Covid: UK variant not likely to cause more severe disease, two studies found

Published by Laurent de Sortiraparis · Published on April 13, 2021 at 10:53 a.m.
According to two new studied released on Monday April 12 in The Lancet Infectious Diseases, the Covid UK variant is not likely to lead to more severe virus, but confirms it is more transmissible. The two studies go contrary to another publication issued on March 10, 2021, in the British Medical Journal, the UK variant is said to be 64% more deadly than classic Covid.

The Covid UK variant keeps on raising questions... According to two new studies released in The Lancet Infectious Diseases on Monday April 12, the UK strain of the virus does not to more severe and clinical cases than classic coronavirus, but has increased transmissibility.

What were the two studies about? The first one analyzed data of 341 patients hospitalized in London between November 9 and December 20, when this new variant started to grow big in the UK. In these 341 patients, 58% of them had been contaminated by this strain of the virus, while the remaining 42% had been infected by other variants. In the 58% that had caught the UK variant, 36% of them developed severe disease or died, against 38% in the group that had been contaminated by another strain. Data remain yet too light to come to such conclusion, the study only had a too little sample.

The second publication - issued in The Lancet Public Health - assessed data from a much larger group, including 37,000 users of a Smartphone application designed to report onset symptoms between September 28 and December 27, 2020. By taking the number of people who reported symptoms every week into account, the study concludes the UK strain reproduction rate was 1.35 time higher, but did not cause more clinical cases in severe disease.

These results go against the ones made out by a previsous study on the matter released this on March 10 in the  British Medical Journal, the UK variant is indeed more deadly than the classic form and leads to 64% more risk to die. The study confirms the preliminary data reported back to late January and shared by British Prime Minister Boris Johnson A stronger mortality that seems to particularly infect elderly men.

The probability that the risk of mortality is increased by infection”, researchers from the Exeter and Bristol universities carrying out the study explained. What was it about? Scientists relied on already existing data, including 110,000 Covid+ people between October 2020 and January 2021. Patients have then been followed up for 28 days.

Among these 110,000 people, half of them have been infected with the classic virus, the other with the variant in question.
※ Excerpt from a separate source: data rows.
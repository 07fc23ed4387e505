// Copyright 2025 John Brosnihan
//
// Licensed under the Apache License, Version 2.0 (the "License");
// you may not use this file except in compliance with the License.
// You may obtain a copy of the License at
//
//     http://www.apache.org/licenses/LICENSE-2.0
//
// Unless required by applicable law or agreed to in writing, software
// distributed under the License is distributed on an "AS IS" BASIS,
// WITHOUT WARRANTIES OR CONDITIONS OF ANY KIND, either express or implied.
// See the License for the specific language governing permissions and
// limitations under the License.
//! Collaborator hook and stop signalling
//!
//! After every tick the engine calls [`TickHook::after_tick`]. A rendering
//! layer overrides it to draw the particles and poll input, and can end the
//! run from inside the hook with [`HookContext::request_stop`]. Other
//! threads stop the run through a [`StopHandle`]. Either way the stop takes
//! effect at the next tick boundary; a tick in progress always completes.

use crate::particle::ParticleSet;
use std::sync::atomic::{AtomicBool, Ordering};
use std::sync::Arc;

/// Cloneable flag that ends a run at the next tick boundary
#[derive(Debug, Clone, Default)]
pub struct StopHandle {
    stopped: Arc<AtomicBool>,
}

impl StopHandle {
    /// Create a handle in the running state
    pub fn new() -> Self {
        StopHandle::default()
    }

    /// Request the run to stop
    pub fn stop(&self) {
        self.stopped.store(true, Ordering::SeqCst);
    }

    /// Check if a stop was requested
    pub fn is_stopped(&self) -> bool {
        self.stopped.load(Ordering::SeqCst)
    }

    /// Return to the running state so the engine can run again
    pub fn reset(&self) {
        self.stopped.store(false, Ordering::SeqCst);
    }
}

/// State handed to the hook after each tick
pub struct HookContext<'a> {
    tick: u64,
    particles: &'a ParticleSet,
    stop: &'a StopHandle,
}

impl<'a> HookContext<'a> {
    pub(crate) fn new(tick: u64, particles: &'a ParticleSet, stop: &'a StopHandle) -> Self {
        HookContext {
            tick,
            particles,
            stop,
        }
    }

    /// Number of ticks completed so far, including the one just finished
    pub fn tick(&self) -> u64 {
        self.tick
    }

    /// Particles after the tick's commit
    pub fn particles(&self) -> &ParticleSet {
        self.particles
    }

    /// End the run once this hook returns
    pub fn request_stop(&self) {
        self.stop.stop();
    }
}

/// Called once per tick, after commit and before the next pairwise scan
pub trait TickHook: Send {
    /// React to a completed tick
    fn after_tick(&mut self, context: &HookContext<'_>);
}

/// Hook that does nothing
#[derive(Debug, Default, Clone, Copy)]
pub struct NoopHook;

impl TickHook for NoopHook {
    fn after_tick(&mut self, _context: &HookContext<'_>) {}
}

/// Hook that logs a one-line summary every `interval` ticks
#[derive(Debug, Clone)]
pub struct LoggingHook {
    interval: u64,
}

impl LoggingHook {
    /// Log every `interval` ticks (0 is treated as 1)
    pub fn new(interval: u64) -> Self {
        LoggingHook {
            interval: interval.max(1),
        }
    }
}

impl TickHook for LoggingHook {
    fn after_tick(&mut self, context: &HookContext<'_>) {
        if context.tick() % self.interval == 0 {
            let mass: f64 = context.particles().iter().map(|p| p.mass()).sum();
            log::info!(
                "tick {}: {} particle(s), total mass {:.3}",
                context.tick(),
                context.particles().len(),
                mass
            );
        }
    }
}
Scientists then compared mortality in both groups (141 deaths vs 227), taking into account some factors such as age, gender or ethnicity. This is how they noticed the UK variant was 64% more deadly.

This past January, the Prime Minister explained at a press briefing on 10 Downing Street why he was worried about the strain’s lethality: “It also now appears that there is some evidence that the new variant that was first identified in London … may be associated with a higher degree of mortality”. He relied on data shared by his scientific adviser Patrick Vallance who says the mortality rate with this new variant is roughly 13 to 14 in 1,000 namely a few points higher than the “standard” virus (10 for 1,000).

But Dr. Vallance yet intended to soften his sayings: “I want to stress that there is a lot of uncertainty around these numbers” adding that “it obviously is a concern that this has an increase in mortality as well as an increase in transmissibility”. In the meantime, this new mutation of the virus is spreading all over the world and is now found in about sixty countries.